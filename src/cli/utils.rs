use serde_json::{json, Value};

use crate::cli::OutputFormat;
use crate::error::ServiceError;

/// Output a success message in the appropriate format
pub fn output_success(output_format: &OutputFormat, message: &str, data: Option<Value>) -> anyhow::Result<()> {
    match output_format {
        OutputFormat::Json => {
            let mut response = json!({
                "success": true,
                "message": message
            });

            if let (Some(response), Some(Value::Object(extra))) = (response.as_object_mut(), data) {
                response.extend(extra);
            }

            println!("{}", serde_json::to_string_pretty(&response)?);
        }
        OutputFormat::Text => {
            println!("✓ {}", message);
        }
    }
    Ok(())
}

/// Output an error in the appropriate format. Service errors keep their code and field errors.
pub fn output_error(output_format: &OutputFormat, err: &anyhow::Error) -> anyhow::Result<()> {
    let service = err.downcast_ref::<ServiceError>();

    match output_format {
        OutputFormat::Json => {
            let mut response = json!({
                "success": false,
                "error": err.to_string()
            });

            if let Some(service) = service {
                response["error_code"] = json!(service.error_code());
                response["status"] = json!(service.status_code());
                let body = service.to_json();
                if let Some(details) = body.get("errors").or_else(|| body.get("failures")) {
                    response["details"] = details.clone();
                }
            }

            println!("{}", serde_json::to_string_pretty(&response)?);
        }
        OutputFormat::Text => {
            eprintln!("Error: {}", err);
            if let Some(ServiceError::Validation(errors)) = service {
                for field in &errors.errors {
                    eprintln!("  {}: {}", field.key, field.message);
                }
            }
            if let Some(ServiceError::BatchFailed { failures, .. }) = service {
                for failure in failures {
                    eprintln!("  {}", failure);
                }
            }
        }
    }
    Ok(())
}

/// Output a list of identifiers in the appropriate format
pub fn output_list<T: ToString>(
    output_format: &OutputFormat,
    collection_name: &str,
    empty_message: &str,
    items: impl IntoIterator<Item = T>,
) -> anyhow::Result<()> {
    let items: Vec<String> = items.into_iter().map(|i| i.to_string()).collect();

    match output_format {
        OutputFormat::Json => {
            let mut response = serde_json::Map::new();
            response.insert(collection_name.to_string(), json!(items));
            println!("{}", serde_json::to_string_pretty(&response)?);
        }
        OutputFormat::Text if items.is_empty() => {
            println!("{}", empty_message);
        }
        OutputFormat::Text => {
            for item in items {
                println!("{}", item);
            }
        }
    }
    Ok(())
}
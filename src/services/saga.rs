use async_trait::async_trait;
use tracing::{debug, error, warn};

use crate::error::ServiceError;

/// One forward action of a multi-system write, with an optional undo.
#[async_trait]
pub trait SagaStep<C: Send + Sync>: Send + Sync {
    fn name(&self) -> &'static str;

    async fn forward(&self, ctx: &mut C) -> Result<(), ServiceError>;

    /// Whether `compensate` undoes `forward`
    fn compensable(&self) -> bool {
        false
    }

    async fn compensate(&self, _ctx: &C) -> Result<(), ServiceError> {
        Ok(())
    }

    /// Optional steps log their failure and let the saga continue
    fn required(&self) -> bool {
        true
    }
}

/// Outcome of a failed saga. `error` is always the forward failure.
#[derive(Debug)]
pub struct SagaFailure {
    pub step: &'static str,
    pub error: ServiceError,
    pub compensated: Vec<&'static str>,
    pub compensation_failures: Vec<(&'static str, String)>,
}

impl From<SagaFailure> for ServiceError {
    fn from(failure: SagaFailure) -> Self {
        failure.error
    }
}

/// Ordered steps run against a shared context
pub struct Saga<C> {
    name: &'static str,
    steps: Vec<Box<dyn SagaStep<C>>>,
}

impl<C: Send + Sync> Saga<C> {
    pub fn new(name: &'static str) -> Self {
        Self { name, steps: Vec::new() }
    }

    pub fn step(mut self, step: impl SagaStep<C> + 'static) -> Self {
        self.steps.push(Box::new(step));
        self
    }

    pub fn step_names(&self) -> Vec<&'static str> {
        self.steps.iter().map(|s| s.name()).collect()
    }

    /// Run steps in order. On a required step failing, compensate the
    /// completed steps in reverse and return the original error.
    pub async fn run(&self, ctx: &mut C) -> Result<(), SagaFailure> {
        let mut completed: Vec<&dyn SagaStep<C>> = Vec::with_capacity(self.steps.len());
        debug!(saga = self.name, steps = ?self.step_names(), "saga started");

        for step in &self.steps {
            match step.forward(ctx).await {
                Ok(()) => {
                    debug!(saga = self.name, step = step.name(), "saga step completed");
                    completed.push(step.as_ref());
                }
                Err(err) if !step.required() => {
                    warn!(saga = self.name, step = step.name(), error = %err, "optional saga step failed, continuing");
                }
                Err(err) => {
                    warn!(saga = self.name, step = step.name(), error = %err, "saga step failed, compensating");
                    let (compensated, compensation_failures) = self.compensate(&completed, ctx).await;
                    return Err(SagaFailure {
                        step: step.name(),
                        error: err,
                        compensated,
                        compensation_failures,
                    });
                }
            }
        }

        Ok(())
    }

    async fn compensate(
        &self,
        completed: &[&dyn SagaStep<C>],
        ctx: &C,
    ) -> (Vec<&'static str>, Vec<(&'static str, String)>) {
        let mut compensated = Vec::new();
        let mut failures = Vec::new();

        for step in completed.iter().rev().filter(|s| s.compensable()) {
            match step.compensate(ctx).await {
                Ok(()) => compensated.push(step.name()),
                Err(err) => {
                    error!(saga = self.name, step = step.name(), error = %err, "compensation failed");
                    failures.push((step.name(), err.to_string()));
                }
            }
        }

        (compensated, failures)
    }
}

#[cfg(test)]
mod tests {
    use super::*;

    #[derive(Default)]
    struct Log {
        entries: Vec<String>,
    }

    struct Record {
        name: &'static str,
        fail: bool,
        compensable: bool,
        required: bool,
    }

    impl Record {
        fn ok(name: &'static str) -> Self {
            Self { name, fail: false, compensable: true, required: true }
        }

        fn failing(name: &'static str) -> Self {
            Self { name, fail: true, compensable: true, required: true }
        }
    }

    #[async_trait]
    impl SagaStep<Log> for Record {
        fn name(&self) -> &'static str {
            self.name
        }

        async fn forward(&self, ctx: &mut Log) -> Result<(), ServiceError> {
            if self.fail {
                return Err(ServiceError::internal(format!("{} broke", self.name)));
            }
            ctx.entries.push(format!("do {}", self.name));
            Ok(())
        }

        fn compensable(&self) -> bool {
            self.compensable
        }

        async fn compensate(&self, _ctx: &Log) -> Result<(), ServiceError> {
            if self.name == "stubborn" {
                return Err(ServiceError::internal("cannot undo"));
            }
            Ok(())
        }

        fn required(&self) -> bool {
            self.required
        }
    }

    #[tokio::test]
    async fn compensates_completed_steps_in_reverse() {
        let saga = Saga::new("test")
            .step(Record::ok("a"))
            .step(Record { compensable: false, ..Record::ok("b") })
            .step(Record::ok("c"))
            .step(Record::failing("d"));

        let mut log = Log::default();
        let failure = saga.run(&mut log).await.unwrap_err();

        assert_eq!(failure.step, "d");
        assert_eq!(failure.compensated, vec!["c", "a"]);
        assert!(failure.compensation_failures.is_empty());
        assert!(failure.error.to_string().contains("d broke"));
    }

    #[tokio::test]
    async fn optional_step_failure_is_skipped() {
        let saga = Saga::new("test")
            .step(Record { required: false, ..Record::failing("jit") })
            .step(Record::ok("persist"));

        let mut log = Log::default();
        saga.run(&mut log).await.unwrap();
        assert_eq!(log.entries, vec!["do persist"]);
    }

    #[tokio::test]
    async fn compensation_failure_keeps_original_error() {
        let saga = Saga::new("test")
            .step(Record::ok("stubborn"))
            .step(Record::failing("persist"));

        let failure = saga.run(&mut Log::default()).await.unwrap_err();
        assert_eq!(failure.compensation_failures.len(), 1);
        let err: ServiceError = failure.into();
        assert!(matches!(err, ServiceError::Internal(msg) if msg.contains("persist broke")));
    }
}
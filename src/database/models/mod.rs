pub mod attributes;
pub mod organization;
pub mod system;
pub mod user;

pub use attributes::{AttributeError, AttributePatch, CompanyProfile, OrgAttributes, OrgProfile, SystemFields};
pub use organization::{OrgNode, Organization};
pub use system::System;
pub use user::{username_from_email, User};
use async_trait::async_trait;
use chrono::{DateTime, Utc};
use uuid::Uuid;

use super::error::StoreError;
use super::models::{OrgNode, Organization, System, User};

/// Read side of the local store, plus transaction entry.
///
/// Reads never take part in a transaction: hierarchy lookups may observe
/// data committed concurrently by writers.
#[async_trait]
pub trait LocalStore: Send + Sync {
    /// Open a transaction. Dropping the returned handle without `commit` rolls it back.
    async fn begin(&self) -> Result<Box<dyn StoreTx>, StoreError>;

    /// Fetch an organization by local ID, including soft-deleted rows
    async fn get_organization(&self, id: Uuid) -> Result<Option<Organization>, StoreError>;

    async fn find_organization_by_remote_id(&self, remote_id: &str) -> Result<Option<Organization>, StoreError>;

    /// Parent-pointer lookup for a single live organization
    async fn find_organization_node(&self, remote_id: &str) -> Result<Option<OrgNode>, StoreError>;

    /// Every live, synced organization as a tree node
    async fn list_organization_nodes(&self) -> Result<Vec<OrgNode>, StoreError>;

    async fn get_user(&self, id: Uuid) -> Result<Option<User>, StoreError>;

    /// Live users belonging to any of the given organizations
    async fn list_users_by_organizations(&self, org_ids: &[String]) -> Result<Vec<User>, StoreError>;

    async fn get_system(&self, id: Uuid) -> Result<Option<System>, StoreError>;

    /// IDs of live systems created by any of the given organizations
    async fn list_system_ids_by_creators(&self, org_ids: &[String]) -> Result<Vec<Uuid>, StoreError>;
}

/// Write side of the local store. All writes happen inside one of these.
#[async_trait]
pub trait StoreTx: Send {
    async fn insert_organization(&mut self, org: &Organization) -> Result<(), StoreError>;

    /// Persist name, description and attributes
    async fn update_organization(&mut self, org: &Organization) -> Result<(), StoreError>;

    /// Store the remote ID and mark synced. Fails if a different remote ID is already set.
    async fn mark_organization_synced(&mut self, id: Uuid, remote_id: &str, at: DateTime<Utc>) -> Result<(), StoreError>;

    async fn record_organization_sync_error(&mut self, id: Uuid, message: &str) -> Result<(), StoreError>;

    async fn soft_delete_organization(&mut self, id: Uuid, at: DateTime<Utc>) -> Result<bool, StoreError>;

    /// Independent suspension of a single active organization
    async fn suspend_organization(&mut self, id: Uuid, at: DateTime<Utc>) -> Result<bool, StoreError>;

    /// Clear a suspension on a single organization
    async fn reactivate_organization(&mut self, id: Uuid) -> Result<bool, StoreError>;

    /// Suspend the active organizations among `remote_ids`, marking them with `by`
    async fn suspend_organizations(&mut self, remote_ids: &[String], by: &str, at: DateTime<Utc>) -> Result<u64, StoreError>;

    async fn reactivate_organizations_suspended_by(&mut self, by: &str) -> Result<u64, StoreError>;

    async fn insert_user(&mut self, user: &User) -> Result<(), StoreError>;

    /// Persist profile fields (name, email, phone, custom data)
    async fn update_user(&mut self, user: &User) -> Result<(), StoreError>;

    async fn mark_user_synced(&mut self, id: Uuid, remote_id: &str, at: DateTime<Utc>) -> Result<(), StoreError>;

    async fn record_user_sync_error(&mut self, id: Uuid, message: &str) -> Result<(), StoreError>;

    async fn soft_delete_user(&mut self, id: Uuid, at: DateTime<Utc>) -> Result<bool, StoreError>;

    /// Independent suspension (`Some`) or reactivation (`None`) of one user
    async fn set_user_suspended(&mut self, id: Uuid, at: Option<DateTime<Utc>>) -> Result<bool, StoreError>;

    /// Suspend the active users of the given organizations; returns the affected users
    async fn suspend_users(&mut self, org_ids: &[String], by: &str, at: DateTime<Utc>) -> Result<Vec<User>, StoreError>;

    async fn reactivate_users_suspended_by(&mut self, by: &str) -> Result<Vec<User>, StoreError>;

    async fn insert_system(&mut self, system: &System) -> Result<(), StoreError>;

    async fn soft_delete_system(&mut self, id: Uuid, at: DateTime<Utc>) -> Result<bool, StoreError>;

    async fn soft_delete_systems_by_creators(&mut self, org_ids: &[String], at: DateTime<Utc>) -> Result<u64, StoreError>;

    async fn suspend_systems(&mut self, org_ids: &[String], by: &str, at: DateTime<Utc>) -> Result<u64, StoreError>;

    async fn reactivate_systems_suspended_by(&mut self, by: &str) -> Result<u64, StoreError>;

    async fn commit(self: Box<Self>) -> Result<(), StoreError>;
}
use clap::Parser;
use tracing_subscriber::EnvFilter;

use orgsync::cli::{self, utils::output_error, Cli, OutputFormat};

#[tokio::main]
async fn main() -> anyhow::Result<()> {
    // Load .env if present so DATABASE_URL and IDP_* are picked up
    let _ = dotenvy::dotenv();

    // Logs go to stderr; stdout is reserved for command output
    tracing_subscriber::fmt()
        .with_env_filter(EnvFilter::try_from_default_env().unwrap_or_else(|_| EnvFilter::new("orgsync=warn")))
        .with_writer(std::io::stderr)
        .init();

    let cli = Cli::parse();
    let output_format = OutputFormat::from_cli(&cli);
    tracing::debug!("running in {:?} mode", orgsync::config::config().environment);

    if let Err(e) = cli::run(cli).await {
        match std::env::var("CLI_VERBOSE").as_deref() {
            Ok("true") | Ok("1") => eprintln!("Error: {e:?}"),
            _ => output_error(&output_format, &e)?,
        }
        std::process::exit(1);
    }

    Ok(())
}
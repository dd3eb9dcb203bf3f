mod common;

use anyhow::Result;
use serde_json::json;

use common::{actor_for, attrs, remote, Fixture};
use orgsync::database::FailPoint;
use orgsync::error::ServiceError;
use orgsync::idp::{IdpCall, RemoteError};
use orgsync::services::UpdateOrganizationRequest;
use orgsync::types::OrgKind;

fn rename(name: &str, custom_data: serde_json::Value) -> UpdateOrganizationRequest {
    UpdateOrganizationRequest {
        name: Some(name.to_string()),
        description: None,
        custom_data: attrs(custom_data),
    }
}

#[tokio::test]
async fn update_merges_attributes_and_stamps_the_updater() -> Result<()> {
    let fx = Fixture::new();
    let tree = fx.tree("a").await?;
    let reseller = actor_for(&tree.reseller);

    let updated = fx
        .services
        .organizations
        .update_organization(
            &reseller,
            tree.customer.id,
            OrgKind::Customer,
            rename(
                "Renamed",
                json!({ "vat": "C-new", "city": "Pesaro", "type": "distributor", "createdBy": "someone-else" }),
            ),
        )
        .await?;

    assert_eq!(updated.name, "Renamed");
    assert_eq!(updated.kind(), OrgKind::Customer);
    assert_eq!(updated.parent_id(), Some(remote(&tree.reseller)));

    let stored = fx.stored_org(&tree.customer)?;
    assert_eq!(stored.name, "Renamed");
    assert_eq!(stored.attributes.vat(), "C-new");

    let remote_org = fx.idp.organization(remote(&tree.customer)).expect("remote organization");
    assert_eq!(remote_org.name, "Renamed");
    assert_eq!(remote_org.custom_data["type"], "customer");
    assert_eq!(remote_org.custom_data["createdBy"], remote(&tree.reseller));
    assert_eq!(remote_org.custom_data["updatedBy"], remote(&tree.reseller));
    assert_eq!(remote_org.custom_data["city"], "Pesaro");
    assert!(remote_org.custom_data.contains_key("updatedAt"));
    Ok(())
}

#[tokio::test]
async fn local_failure_reverts_the_remote_update() -> Result<()> {
    let fx = Fixture::new();
    let tree = fx.tree("a").await?;

    fx.store.inject_failure(FailPoint::UpdateOrganization, 1);
    let result = fx
        .services
        .organizations
        .update_organization(&fx.owner, tree.reseller.id, OrgKind::Reseller, rename("Lost", json!({})))
        .await;

    assert!(result.is_err());
    assert_eq!(fx.idp.calls(IdpCall::UpdateOrganization), 2);
    assert_eq!(fx.idp.organization(remote(&tree.reseller)).expect("remote").name, "Res a");
    assert_eq!(fx.stored_org(&tree.reseller)?.name, "Res a");
    Ok(())
}

#[tokio::test]
async fn remote_failure_leaves_local_untouched() -> Result<()> {
    let fx = Fixture::new();
    let tree = fx.tree("a").await?;

    fx.idp.fail(IdpCall::UpdateOrganization, 1, RemoteError::from_status(500, "boom"));
    let err = fx
        .services
        .organizations
        .update_organization(&fx.owner, tree.reseller.id, OrgKind::Reseller, rename("Never", json!({})))
        .await
        .unwrap_err();

    assert!(matches!(err, ServiceError::Sync(_)));
    assert_eq!(fx.stored_org(&tree.reseller)?.name, "Res a");
    Ok(())
}

#[tokio::test]
async fn update_is_scoped_by_kind_and_reach() -> Result<()> {
    let fx = Fixture::new();
    let a = fx.tree("a").await?;
    let b = fx.tree("b").await?;
    let organizations = &fx.services.organizations;

    let err = organizations
        .update_organization(&fx.owner, a.customer.id, OrgKind::Reseller, rename("X", json!({})))
        .await
        .unwrap_err();
    assert!(matches!(err, ServiceError::NotFound(_)));

    let err = organizations
        .update_organization(&actor_for(&b.reseller), a.customer.id, OrgKind::Customer, rename("X", json!({})))
        .await
        .unwrap_err();
    assert!(matches!(err, ServiceError::AccessDenied(_)));

    let err = organizations
        .update_organization(&fx.owner, a.customer.id, OrgKind::Customer, rename("X", json!({ "type": "Owner" })))
        .await
        .unwrap_err();
    let ServiceError::Validation(errors) = err else {
        panic!("expected validation error");
    };
    assert_eq!(errors.field("custom_data.type").map(|e| e.message.as_str()), Some("reserved_value"));

    assert_eq!(fx.idp.calls(IdpCall::UpdateOrganization), 0);
    Ok(())
}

■ ACTION ITEM:
From the records above, copy only the lines starting with the line that holds "async fn record_organization_sync_error(&mut" and going on through the line that holds "single active organization", exactly as written.

■ EXERCISE RESPONSE:
    async fn record_organization_sync_error(&mut self, id: Uuid, message: &str) -> Result<(), StoreError>;

    async fn soft_delete_organization(&mut self, id: Uuid, at: DateTime<Utc>) -> Result<bool, StoreError>;

    /// Independent suspension of a single active organization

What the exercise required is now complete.